AI-based Traffic Modeling for Network Security and Privacy: Challenges Ahead
Dinil Mon Divakaran
TL;DR
The paper surveys AI-based network traffic modeling for security and privacy (NetS&P), addressing the challenge of analyzing encrypted traffic with statistical and deep learning methods. It covers key tasks—anomaly detection, attack classification, IoT device identification, and website fingerprinting—along with additional tasks and defense considerations, highlighting practical deployment constraints and explainability needs. A central theme is the data bottleneck and the move toward foundation models, synthetic data, in-network processing, and cross-task transfer to enable robust, scalable NetS&P solutions. The work guides researchers and practitioners toward deployable, privacy-preserving AI systems capable of handling high-speed networks and evolving threats, by outlining data, deployment, and model convergence challenges and proposing concrete avenues like programmable data planes and self-supervised learning.
Abstract
Network traffic analysis using AI (machine learning and deep learning) models made significant progress over the past decades.
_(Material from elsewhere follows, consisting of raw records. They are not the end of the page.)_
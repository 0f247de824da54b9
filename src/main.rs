use anyhow::{Context, Result};
use clap::{CommandFactory, Parser};
use saysh::cli::{Cli, Commands, ConfigAction, ListenInput, log_filter};
use saysh::config::Config;
use saysh::hooks::{ChildCommandChannel, QueryHandler, QueryRouter, WakeupHook};
use saysh::speaker::Speaker;
use std::sync::Arc;
use std::time::Duration;
use tokio::io::{AsyncBufReadExt, BufReader};
use tracing_subscriber::EnvFilter;

#[tokio::main]
async fn main() -> Result<()> {
    let mut cli = Cli::parse();
    init_logging(cli.quiet, cli.verbose);

    match cli.command.take() {
        Some(Commands::Completions { shell }) => {
            clap_complete::generate(shell, &mut Cli::command(), "saysh", &mut std::io::stdout());
        }
        Some(Commands::Config { action }) => {
            handle_config_command(action, &cli)?;
        }
        Some(Commands::Say { text, timeout }) => {
            let mut config = load_config(&cli)?;
            if let Some(timeout) = timeout {
                config.timeouts.complete_ms = timeout.as_millis() as u64;
            }
            run_say(config, text.join(" ")).await?;
        }
        Some(Commands::Listen {
            wakeup_cmd,
            wakeup_arg,
        }) => {
            let config = load_config(&cli)?;
            run_listen(config, wakeup_cmd, wakeup_arg).await?;
        }
        None => {
            let config = load_config(&cli)?;
            run_listen(config, None, Vec::new()).await?;
        }
    }

    Ok(())
}

fn init_logging(quiet: bool, verbose: u8) {
    let filter = EnvFilter::try_from_default_env()
        .unwrap_or_else(|_| EnvFilter::new(log_filter(quiet, verbose)));
    tracing_subscriber::fmt()
        .with_env_filter(filter)
        .with_writer(std::io::stderr)
        .init();
}

/// Load config from file, environment and command-line flags, in that order.
fn load_config(cli: &Cli) -> Result<Config> {
    let config = if let Some(path) = &cli.config {
        Config::load(path).with_context(|| format!("Failed to load {}", path.display()))?
    } else {
        match Config::default_path() {
            Some(path) => Config::load_or_default(&path)?,
            None => Config::default(),
        }
    };

    let mut config = config.with_env_overrides();
    if let Some(voice) = &cli.voice {
        config.synthesis.voice = voice.clone();
    }
    if let Some(model) = &cli.model {
        config.service.model = model.clone();
    }
    if let Some(dir) = &cli.save_audio {
        config.output.save_audio = true;
        config.output.audio_dir = dir.clone();
    }
    if cli.no_playback {
        config.playback.enabled = false;
    }
    config.validate()?;
    Ok(config)
}

fn handle_config_command(action: ConfigAction, cli: &Cli) -> Result<()> {
    match action {
        ConfigAction::Path => match cli.config.clone().or_else(Config::default_path) {
            Some(path) => println!("{}", path.display()),
            None => anyhow::bail!("No configuration directory on this system"),
        },
        ConfigAction::Show => {
            let mut config = load_config(cli)?;
            if config.service.api_key.is_some() {
                config.service.api_key = Some("<redacted>".to_string());
            }
            print!("{}", toml::to_string_pretty(&config)?);
        }
    }
    Ok(())
}

async fn run_say(config: Config, text: String) -> Result<()> {
    let speaker = Arc::new(Speaker::from_config(&config)?);
    let worker = Arc::clone(&speaker);
    let played = tokio::task::spawn_blocking(move || {
        let result = worker.tts(&text);
        worker.close();
        result
    })
    .await??;

    if !played {
        anyhow::bail!("Speaker busy");
    }
    let metrics = speaker.metrics();
    tracing::info!(%metrics, "done");
    Ok(())
}

async fn run_listen(
    config: Config,
    wakeup_cmd: Option<String>,
    wakeup_arg: Vec<String>,
) -> Result<()> {
    let speaker = Arc::new(Speaker::from_config(&config)?);
    speaker.start_queue();

    let channel = match wakeup_cmd {
        Some(program) => Some(Arc::new(ChildCommandChannel::spawn(&program, &wakeup_arg)?)),
        None => None,
    };
    if let Some(channel) = &channel {
        speaker.set_post_play_hook(Some(Arc::new(WakeupHook::new(Arc::clone(channel)))));
    }

    let router = QueryRouter::new(tokio::runtime::Handle::current(), Arc::clone(&speaker));
    let mut lines = BufReader::new(tokio::io::stdin()).lines();
    let mut drain = true;

    loop {
        tokio::select! {
            line = lines.next_line() => {
                let Some(line) = line? else {
                    break;
                };
                match ListenInput::parse(&line) {
                    ListenInput::Speak(text) => router.on_query(&text),
                    ListenInput::Stop => println!("{}", speaker.interrupt()),
                    ListenInput::Volume(delta) => println!("{}", speaker.volume_change(delta)),
                    ListenInput::Skip => {}
                }
            }
            _ = tokio::signal::ctrl_c() => {
                drain = false;
                break;
            }
        }
    }

    // On end of input let the last utterance finish.
    if drain {
        tokio::time::sleep(Duration::from_millis(200)).await;
        while !speaker.is_idle() {
            tokio::time::sleep(Duration::from_millis(100)).await;
        }
    }

    let closing = Arc::clone(&speaker);
    tokio::task::spawn_blocking(move || closing.close()).await?;
    if let Some(channel) = channel {
        channel.stop();
    }
    Ok(())
}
Traffic analysis addresses various challenging problems in network security, ranging from detection of anomalies and attacks to countering of Internet censorship. AI models are also developed to expose user privacy risks as demonstrated by the research works on fingerprinting of user-visiting websites, IoT devices, and different applications, even when payloads are encrypted. Despite these advancements, significant challenges remain in the domain of network traffic analysis to effectively secure our networks from evolving threats and attacks. After briefly reviewing the relevant tasks and recent AI models for traffic analysis, we discuss the challenges that lie ahead.